→ **Entries provided**:
###

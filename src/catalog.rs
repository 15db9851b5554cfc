// Book catalog adapter over the Aladdin ItemSearch API

use async_trait::async_trait;
use serde::{Deserialize, Serialize};
use thiserror::Error;
use tokio::time::Instant;

use crate::gateway::{ExternalGateway, GatewayConfig, GatewayError};
use crate::lookup::Lookup;

#[derive(Error, Debug, Clone, PartialEq)]
pub enum CatalogError {
    #[error(transparent)]
    Gateway(#[from] GatewayError),

    #[error("Catalog rejected request: {code} - {message}")]
    Rejected { code: i64, message: String },
}

/// Display fields the engine needs for a requested book.
#[derive(Debug, Clone, PartialEq, Serialize, Deserialize)]
pub struct BookMetadata {
    pub title: String,
    pub cover: String,
}

impl BookMetadata {
    pub fn placeholder(isbn: &str) -> Self {
        Self {
            title: format!("Book {isbn}"),
            cover: String::new(),
        }
    }
}

#[derive(Debug, Clone, Default, PartialEq, Serialize, Deserialize)]
#[serde(default, rename_all = "camelCase")]
pub struct CatalogItem {
    pub title: String,
    pub link: String,
    pub author: String,
    pub pub_date: String,
    pub description: String,
    pub isbn: String,
    pub isbn13: String,
    pub price_sales: Option<i64>,
    pub price_standard: Option<i64>,
    pub mall_type: String,
    pub stock_status: String,
    pub cover: String,
    pub category_id: Option<i64>,
    pub category_name: String,
    pub publisher: String,
    pub customer_review_rank: Option<i64>,
}

impl From<CatalogItem> for BookMetadata {
    fn from(item: CatalogItem) -> Self {
        Self {
            title: item.title,
            cover: item.cover,
        }
    }
}

#[derive(Debug, Clone, Default, PartialEq, Serialize, Deserialize)]
#[serde(default, rename_all = "camelCase")]
pub struct CatalogSearchResponse {
    pub total_results: u64,
    pub start_index: u64,
    pub items_per_page: u64,
    pub query: String,
    pub item: Vec<CatalogItem>,
    #[serde(skip_serializing_if = "Option::is_none")]
    pub error_code: Option<i64>,
    #[serde(skip_serializing_if = "Option::is_none")]
    pub error_message: Option<String>,
}

#[derive(Debug, Clone, Copy, PartialEq, Eq)]
pub enum QueryType {
    Keyword,
    Title,
}

impl QueryType {
    fn as_str(&self) -> &'static str {
        match self {
            QueryType::Keyword => "Keyword",
            QueryType::Title => "Title",
        }
    }
}

#[async_trait]
pub trait BookCatalog: Send + Sync + 'static {
    /// Best single match for an ISBN.
    async fn search_by_isbn(&self, isbn: &str) -> Lookup<BookMetadata>;

    /// One page of title matches; `start` is the 1-based index of the first item.
    async fn search_by_title(
        &self,
        title: &str,
        start: u32,
        max_results: u32,
    ) -> Result<CatalogSearchResponse, CatalogError>;
}

#[derive(Debug, Clone, PartialEq)]
pub struct CatalogConfig {
    pub gateway: GatewayConfig,
    pub ttb_key: String,
    pub version: String,
}

impl Default for CatalogConfig {
    fn default() -> Self {
        Self {
            gateway: GatewayConfig {
                base_url: "http://www.aladin.co.kr/ttb/api".to_string(),
                timeout_ms: 15_000,
                ..Default::default()
            },
            ttb_key: String::new(),
            version: "20131101".to_string(),
        }
    }
}

pub struct AladdinCatalog {
    gateway: ExternalGateway,
    ttb_key: String,
    version: String,
}

impl AladdinCatalog {
    pub fn new(config: CatalogConfig) -> Result<Self, GatewayError> {
        Ok(Self {
            gateway: ExternalGateway::new(config.gateway)?,
            ttb_key: config.ttb_key,
            version: config.version,
        })
    }

    fn search_params(
        &self,
        query: &str,
        query_type: QueryType,
        start: u32,
        max_results: u32,
    ) -> Vec<(&'static str, String)> {
        vec![
            ("TTBKey", self.ttb_key.clone()),
            ("Version", self.version.clone()),
            ("output", "js".to_string()),
            ("SearchTarget", "Book".to_string()),
            ("QueryType", query_type.as_str().to_string()),
            ("Query", query.to_string()),
            ("Start", start.to_string()),
            ("MaxResults", max_results.to_string()),
            ("Cover", "Mid".to_string()),
            ("Sort", "Accuracy".to_string()),
        ]
    }

    async fn search(
        &self,
        query: &str,
        query_type: QueryType,
        start: u32,
        max_results: u32,
    ) -> Result<CatalogSearchResponse, CatalogError> {
        let started = Instant::now();
        let params = self.search_params(query, query_type, start, max_results);

        let result = self
            .gateway
            .get_json::<CatalogSearchResponse>("ItemSearch.aspx", &params, &[])
            .await
            .map_err(CatalogError::from)
            .and_then(check_rejection);

        tracing::info!(
            service = "aladdin",
            query,
            query_type = query_type.as_str(),
            max_results,
            success = result.is_ok(),
            results_count = result.as_ref().map(|r| r.total_results).unwrap_or(0),
            duration_ms = started.elapsed().as_millis() as u64,
            "external call finished"
        );

        result
    }
}

// The API reports bad keys and malformed queries inside a 200 body
fn check_rejection(response: CatalogSearchResponse) -> Result<CatalogSearchResponse, CatalogError> {
    match response.error_code {
        Some(code) => Err(CatalogError::Rejected {
            code,
            message: response.error_message.unwrap_or_default(),
        }),
        None => Ok(response),
    }
}

#[async_trait]
impl BookCatalog for AladdinCatalog {
    async fn search_by_isbn(&self, isbn: &str) -> Lookup<BookMetadata> {
        self.search(isbn, QueryType::Keyword, 1, 1)
            .await
            .map(|response| response.item.into_iter().next().map(BookMetadata::from))
            .into()
    }

    async fn search_by_title(
        &self,
        title: &str,
        start: u32,
        max_results: u32,
    ) -> Result<CatalogSearchResponse, CatalogError> {
        self.search(title, QueryType::Title, start, max_results).await
    }
}
// Combination search: exhaustive enumeration of library sets up to
// MAX_COMBINATION_SIZE, ranked by coverage then by number of libraries used.

use std::collections::{BTreeSet, HashMap, HashSet};

use serde::{Deserialize, Serialize};

use crate::catalog::BookMetadata;
use crate::directory::{Library, LibraryCode};
use crate::index::HoldingIndex;

pub const MAX_COMBINATION_SIZE: usize = 5;
pub const MAX_OPTIMAL_SETS: usize = 5;

#[derive(Debug, Clone, PartialEq, Serialize, Deserialize)]
pub struct LibrarySummary {
    pub lib_code: LibraryCode,
    pub lib_name: String,
    pub address: Option<String>,
}

impl From<&Library> for LibrarySummary {
    fn from(library: &Library) -> Self {
        Self {
            lib_code: library.lib_code,
            lib_name: library.lib_name.clone(),
            address: library.address.clone(),
        }
    }
}

#[derive(Debug, Clone, PartialEq, Serialize, Deserialize)]
pub struct BookWithLibraries {
    pub isbn: String,
    pub title: String,
    pub cover: String,
    pub libraries: Vec<LibrarySummary>,
}

#[derive(Debug, Clone, PartialEq, Serialize, Deserialize)]
pub struct BookSummary {
    pub isbn: String,
    pub title: String,
    pub cover: String,
}

/// Library-centric view of an optimal set.
#[derive(Debug, Clone, PartialEq, Serialize, Deserialize)]
pub struct LibraryWithBooks {
    pub lib_code: LibraryCode,
    pub lib_name: String,
    pub address: Option<String>,
    pub books: Vec<BookSummary>,
}

#[derive(Debug, Clone, PartialEq, Serialize, Deserialize)]
#[serde(rename_all = "camelCase")]
pub struct OptimalLibrarySet {
    pub books: Vec<BookWithLibraries>,
    pub coverage_rate: f64,
}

###

→ **Work item**:
Transcribe the records above exactly, beginning at the line that contains "pub enum QueryType" and ending with the line that contains "isbn: &str) -> Lookup<BookMetadata>;", both included, and nothing else.

→ **Answer below**:
pub enum QueryType {
    Keyword,
    Title,
}

impl QueryType {
    fn as_str(&self) -> &'static str {
        match self {
            QueryType::Keyword => "Keyword",
            QueryType::Title => "Title",
        }
    }
}

#[async_trait]
pub trait BookCatalog: Send + Sync + 'static {
    /// Best single match for an ISBN.
    async fn search_by_isbn(&self, isbn: &str) -> Lookup<BookMetadata>;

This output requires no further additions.